_WORK INSTRUCTIONS_
If a line in the records below contains the word "Item", copy it out.
◇ ◇ ◇ ◇
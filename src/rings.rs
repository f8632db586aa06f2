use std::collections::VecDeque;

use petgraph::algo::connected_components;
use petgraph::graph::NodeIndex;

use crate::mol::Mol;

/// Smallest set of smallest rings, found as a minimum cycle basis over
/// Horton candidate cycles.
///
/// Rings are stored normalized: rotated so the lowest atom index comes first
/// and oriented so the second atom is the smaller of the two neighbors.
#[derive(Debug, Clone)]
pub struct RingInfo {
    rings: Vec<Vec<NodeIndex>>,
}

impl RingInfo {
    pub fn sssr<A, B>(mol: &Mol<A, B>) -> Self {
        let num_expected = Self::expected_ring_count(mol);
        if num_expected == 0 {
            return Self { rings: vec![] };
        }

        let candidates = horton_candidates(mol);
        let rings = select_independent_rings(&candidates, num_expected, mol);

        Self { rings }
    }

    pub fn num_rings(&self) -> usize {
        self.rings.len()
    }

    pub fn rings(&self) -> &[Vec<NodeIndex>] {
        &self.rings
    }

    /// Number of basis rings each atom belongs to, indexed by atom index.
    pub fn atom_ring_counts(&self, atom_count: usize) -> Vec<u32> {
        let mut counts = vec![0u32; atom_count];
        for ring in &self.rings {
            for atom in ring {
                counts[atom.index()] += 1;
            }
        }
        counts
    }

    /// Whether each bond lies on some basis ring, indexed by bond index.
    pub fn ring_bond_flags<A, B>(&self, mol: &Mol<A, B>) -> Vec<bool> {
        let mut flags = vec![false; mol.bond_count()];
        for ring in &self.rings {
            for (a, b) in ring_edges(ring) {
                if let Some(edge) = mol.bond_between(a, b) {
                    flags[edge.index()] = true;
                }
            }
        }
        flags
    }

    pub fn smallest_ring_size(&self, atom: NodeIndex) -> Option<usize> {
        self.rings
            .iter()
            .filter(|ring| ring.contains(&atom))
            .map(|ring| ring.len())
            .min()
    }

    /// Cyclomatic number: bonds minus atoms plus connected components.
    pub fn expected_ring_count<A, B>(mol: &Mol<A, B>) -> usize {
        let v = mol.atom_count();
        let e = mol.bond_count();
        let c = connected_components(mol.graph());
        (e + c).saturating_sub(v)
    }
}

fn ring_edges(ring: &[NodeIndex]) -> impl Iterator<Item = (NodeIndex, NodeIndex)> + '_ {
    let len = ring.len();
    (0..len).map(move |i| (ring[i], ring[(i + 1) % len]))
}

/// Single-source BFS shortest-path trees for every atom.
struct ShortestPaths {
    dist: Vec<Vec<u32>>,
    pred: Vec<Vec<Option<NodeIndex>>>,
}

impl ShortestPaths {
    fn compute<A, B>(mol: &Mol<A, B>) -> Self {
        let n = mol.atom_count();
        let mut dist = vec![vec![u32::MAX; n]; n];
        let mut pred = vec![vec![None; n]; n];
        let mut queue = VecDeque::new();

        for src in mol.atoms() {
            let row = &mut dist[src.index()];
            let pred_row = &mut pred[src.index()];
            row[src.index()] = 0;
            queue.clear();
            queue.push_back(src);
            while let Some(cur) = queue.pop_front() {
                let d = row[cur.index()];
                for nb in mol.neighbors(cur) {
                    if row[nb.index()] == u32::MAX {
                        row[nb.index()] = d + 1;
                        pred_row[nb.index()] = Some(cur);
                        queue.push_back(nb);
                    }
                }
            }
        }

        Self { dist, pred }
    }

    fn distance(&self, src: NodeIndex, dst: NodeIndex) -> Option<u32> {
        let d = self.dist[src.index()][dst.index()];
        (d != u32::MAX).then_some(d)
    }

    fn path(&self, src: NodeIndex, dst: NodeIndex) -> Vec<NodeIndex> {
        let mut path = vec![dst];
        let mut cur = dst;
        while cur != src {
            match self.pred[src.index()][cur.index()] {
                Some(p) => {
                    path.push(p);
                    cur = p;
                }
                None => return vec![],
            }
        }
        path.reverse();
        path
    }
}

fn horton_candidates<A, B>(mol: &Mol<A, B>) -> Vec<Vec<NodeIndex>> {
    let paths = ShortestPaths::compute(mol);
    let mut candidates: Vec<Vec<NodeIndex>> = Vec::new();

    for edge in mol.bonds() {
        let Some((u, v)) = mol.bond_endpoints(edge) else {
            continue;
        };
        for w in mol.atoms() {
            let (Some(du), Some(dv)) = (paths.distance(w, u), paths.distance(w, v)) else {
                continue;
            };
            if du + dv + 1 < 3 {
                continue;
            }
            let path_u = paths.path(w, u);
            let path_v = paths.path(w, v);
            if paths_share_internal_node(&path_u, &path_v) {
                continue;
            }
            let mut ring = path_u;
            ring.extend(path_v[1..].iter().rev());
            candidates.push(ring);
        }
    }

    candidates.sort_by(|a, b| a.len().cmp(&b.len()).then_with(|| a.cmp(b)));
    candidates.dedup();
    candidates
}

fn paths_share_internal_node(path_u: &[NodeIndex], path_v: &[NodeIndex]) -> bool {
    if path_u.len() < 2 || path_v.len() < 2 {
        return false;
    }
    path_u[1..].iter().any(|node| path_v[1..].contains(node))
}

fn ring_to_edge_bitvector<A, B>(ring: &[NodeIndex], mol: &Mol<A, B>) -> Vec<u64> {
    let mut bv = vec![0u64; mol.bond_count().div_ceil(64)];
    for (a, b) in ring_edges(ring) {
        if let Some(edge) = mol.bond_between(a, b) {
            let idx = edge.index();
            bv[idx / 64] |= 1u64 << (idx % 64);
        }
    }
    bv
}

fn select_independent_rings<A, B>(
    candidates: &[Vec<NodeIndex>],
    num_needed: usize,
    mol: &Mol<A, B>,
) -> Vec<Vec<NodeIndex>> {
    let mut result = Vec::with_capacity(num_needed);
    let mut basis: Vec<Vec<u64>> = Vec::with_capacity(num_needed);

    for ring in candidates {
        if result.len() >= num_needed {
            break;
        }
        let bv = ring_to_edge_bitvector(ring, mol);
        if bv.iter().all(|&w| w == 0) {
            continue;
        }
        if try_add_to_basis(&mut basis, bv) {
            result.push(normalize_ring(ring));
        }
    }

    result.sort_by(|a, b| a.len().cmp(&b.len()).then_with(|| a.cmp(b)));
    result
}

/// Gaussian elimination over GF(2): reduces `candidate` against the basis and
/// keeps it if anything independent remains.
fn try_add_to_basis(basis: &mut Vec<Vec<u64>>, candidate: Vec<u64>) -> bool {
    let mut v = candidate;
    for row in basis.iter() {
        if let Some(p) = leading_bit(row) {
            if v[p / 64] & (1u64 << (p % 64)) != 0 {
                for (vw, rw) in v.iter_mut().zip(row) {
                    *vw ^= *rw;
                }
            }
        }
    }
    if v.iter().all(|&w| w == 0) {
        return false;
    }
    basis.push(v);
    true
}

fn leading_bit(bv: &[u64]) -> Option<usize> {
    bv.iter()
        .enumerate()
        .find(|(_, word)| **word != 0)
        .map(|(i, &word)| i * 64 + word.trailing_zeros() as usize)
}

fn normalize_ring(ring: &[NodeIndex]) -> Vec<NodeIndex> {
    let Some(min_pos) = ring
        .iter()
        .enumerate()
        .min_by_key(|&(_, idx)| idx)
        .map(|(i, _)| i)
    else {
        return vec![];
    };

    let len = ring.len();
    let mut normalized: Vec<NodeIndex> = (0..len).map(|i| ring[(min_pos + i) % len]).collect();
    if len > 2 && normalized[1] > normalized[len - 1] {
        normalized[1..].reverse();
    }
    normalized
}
◇ ◇ ◇ ◇
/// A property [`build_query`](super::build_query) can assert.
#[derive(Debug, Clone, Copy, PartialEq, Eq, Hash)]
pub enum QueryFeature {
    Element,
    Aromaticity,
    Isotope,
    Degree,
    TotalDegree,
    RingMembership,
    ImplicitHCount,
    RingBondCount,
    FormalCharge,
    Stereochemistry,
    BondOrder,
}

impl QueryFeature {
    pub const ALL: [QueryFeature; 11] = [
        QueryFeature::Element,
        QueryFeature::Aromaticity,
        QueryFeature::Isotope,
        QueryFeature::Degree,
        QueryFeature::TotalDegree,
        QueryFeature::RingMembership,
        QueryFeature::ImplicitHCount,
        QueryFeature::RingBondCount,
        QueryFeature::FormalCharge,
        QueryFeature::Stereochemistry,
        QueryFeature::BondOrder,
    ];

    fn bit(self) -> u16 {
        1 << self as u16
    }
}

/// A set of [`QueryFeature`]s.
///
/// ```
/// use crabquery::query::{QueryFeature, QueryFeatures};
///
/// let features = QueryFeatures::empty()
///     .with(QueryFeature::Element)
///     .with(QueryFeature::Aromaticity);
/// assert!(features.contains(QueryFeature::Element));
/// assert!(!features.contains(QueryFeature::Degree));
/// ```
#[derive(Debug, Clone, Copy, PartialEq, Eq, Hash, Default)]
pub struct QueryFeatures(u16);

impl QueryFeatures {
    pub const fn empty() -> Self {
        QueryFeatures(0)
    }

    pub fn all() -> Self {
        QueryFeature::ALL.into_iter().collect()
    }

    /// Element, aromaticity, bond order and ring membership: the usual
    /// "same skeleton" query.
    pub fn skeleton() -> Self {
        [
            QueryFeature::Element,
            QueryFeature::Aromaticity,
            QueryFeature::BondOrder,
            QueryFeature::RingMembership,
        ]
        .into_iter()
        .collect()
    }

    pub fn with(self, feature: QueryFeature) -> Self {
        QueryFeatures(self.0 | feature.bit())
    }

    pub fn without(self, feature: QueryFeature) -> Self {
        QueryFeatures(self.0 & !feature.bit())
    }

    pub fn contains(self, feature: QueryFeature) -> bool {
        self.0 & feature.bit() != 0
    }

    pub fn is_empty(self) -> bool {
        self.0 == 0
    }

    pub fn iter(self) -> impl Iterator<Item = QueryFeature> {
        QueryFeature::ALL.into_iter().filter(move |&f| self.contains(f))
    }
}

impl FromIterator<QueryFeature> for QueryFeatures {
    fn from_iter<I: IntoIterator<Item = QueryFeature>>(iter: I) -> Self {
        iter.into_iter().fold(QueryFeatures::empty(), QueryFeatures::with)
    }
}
◇ ◇ ◇ ◇
_SOLUTION TO THIS TASK_
fn ring_edges(ring: &[NodeIndex]) -> impl Iterator<Item = (NodeIndex, NodeIndex)> + '_ {
    pub fn iter(self) -> impl Iterator<Item = QueryFeature> {
    fn from_iter<I: IntoIterator<Item = QueryFeature>>(iter: I) -> Self {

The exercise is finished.